She backed up several paces, until the small of her back bumped the opposite counter. Anzan was completely absorbed in his coffee. A strange prickle moved down her neck.

"Why did you say that?"

Anzan looked up at her slowly, his eyes focusing on her. "Did I say something?"

She breathed steadily, clearing her mind. "You did, just now. You told me I ought to find a partner. Why did you say that? Were those your words, Anzan?"

His blue eyes blinked balefully at her. "Little bug, whose words would they be but mine? I don't know why I asked. Why, do you know someone?"

Walk wary of magic that is beyond understanding, for it owes allegiance to no one.

Her hands balled into fists. It was no accident that she had suddenly had a burning desire to visit the Makers' Mart the previous weekend, no fluke that Anzan was suddenly inquiring into whether or not she knew someone with sales experience. Of course she did. A purveyor of fine esoteric and occultist goods.

He had done this. He had not left, had never left. He had just become more clever about how to manipulate her.

Ladybug stalked across the kitchen, taking a deep breath before opening the door.

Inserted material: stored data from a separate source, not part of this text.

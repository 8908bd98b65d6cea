//! Cloud error types.

use thiserror::Error;

/// Result type for cloud operations.
pub type CloudResult<T> = Result<T, CloudError>;

/// Errors that can occur when talking to the remote account store or the
/// callable functions.
#[derive(Debug, Error)]
pub enum CloudError {
    #[error("API request failed with status {status}: {message}")]
    Status { status: u16, message: String },

    #[error("function {function} failed ({status}): {message}")]
    Function {
        function: String,
        status: String,
        message: String,
    },

    #[error("authentication failed: {0}")]
    AuthFailed(String),

    #[error("serialization error: {0}")]
    Serialization(#[from] serde_json::Error),

    #[error("HTTP error: {0}")]
    Http(#[from] reqwest::Error),

    #[error("not found: {0}")]
    NotFound(String),

    #[error("rate limited: retry after {retry_after_secs}s")]
    RateLimited { retry_after_secs: u64 },

    #[error("request timed out")]
    Timeout,

    #[error("network error: {0}")]
    Network(String),

    #[error("invalid configuration: {0}")]
    Config(String),
}

impl CloudError {
    /// Returns true if this error represents a 429 rate-limit response.
    pub fn is_rate_limited(&self) -> bool {
        match self {
            CloudError::RateLimited { .. } => true,
            CloudError::Status { status, .. } => *status == 429,
            CloudError::Http(e) => e.status().is_some_and(|s| s.as_u16() == 429),
            _ => false,
        }
    }

    /// Returns the retry-after duration if this is a rate-limit error.
    pub fn retry_after(&self) -> Option<std::time::Duration> {
        match self {
            CloudError::RateLimited { retry_after_secs } => {
                Some(std::time::Duration::from_secs(*retry_after_secs))
            }
            _ => None,
        }
    }

    /// Returns true if the failure says nothing about the remote data and the
    /// call may succeed later: transport failures, timeouts, 5xx, 429, and
    /// functions reporting `UNAVAILABLE`/`INTERNAL`/`DEADLINE_EXCEEDED`.
    pub fn is_transient(&self) -> bool {
        match self {
            CloudError::Http(e) => e.is_timeout() || e.is_connect() || e.is_request(),
            CloudError::Status { status, .. } => *status >= 500 || *status == 429,
            CloudError::Function { status, .. } => matches!(
                status.as_str(),
                "UNAVAILABLE" | "INTERNAL" | "DEADLINE_EXCEEDED" | "RESOURCE_EXHAUSTED"
            ),
            CloudError::RateLimited { .. } | CloudError::Timeout | CloudError::Network(_) => true,
            _ => false,
        }
    }
}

The black cat sat on the garden bench, as if he had been waiting. She had done exactly as he'd wanted. Authricia had been right. He couldn't be trusted, but now it didn't matter. The thought of the Makers' Mart would consume her until there was no room for anything else, and to be successful, she needed his help.

He was banished once before, and you can do it again if need be.Burdock and cumin, red pepper and caraway, an oil of holy thistle. A witch's intent is more important than the strength of her spell.

She stepped back and motioned into the house. The cat leapt gracefully from the bench to the flagstones before her, transforming into a slender, black-haired man on his final bounce. His smile was at once familiar and infuriating as he spread his hands to greet her, as if no time had elapsed since last she saw him.

"Elizabeth, my darling girl. It's been too long."

The whole world seemed to sway for a moment, tipping on its axis as if the earth were no more than a styrofoam ball, swinging in some junior coven astronomy project, as Holt stepped over the threshold of her home for the first time since Willow's death.

Ladybug didn't know why she had assumed inviting him back into her home and her life would be insignificant. She supposed she'd thought Holt would come in and she'd be annoyed, that she'd give him exactly three minutes to explain himself and he would bluster. She would show him the door, and that would be that.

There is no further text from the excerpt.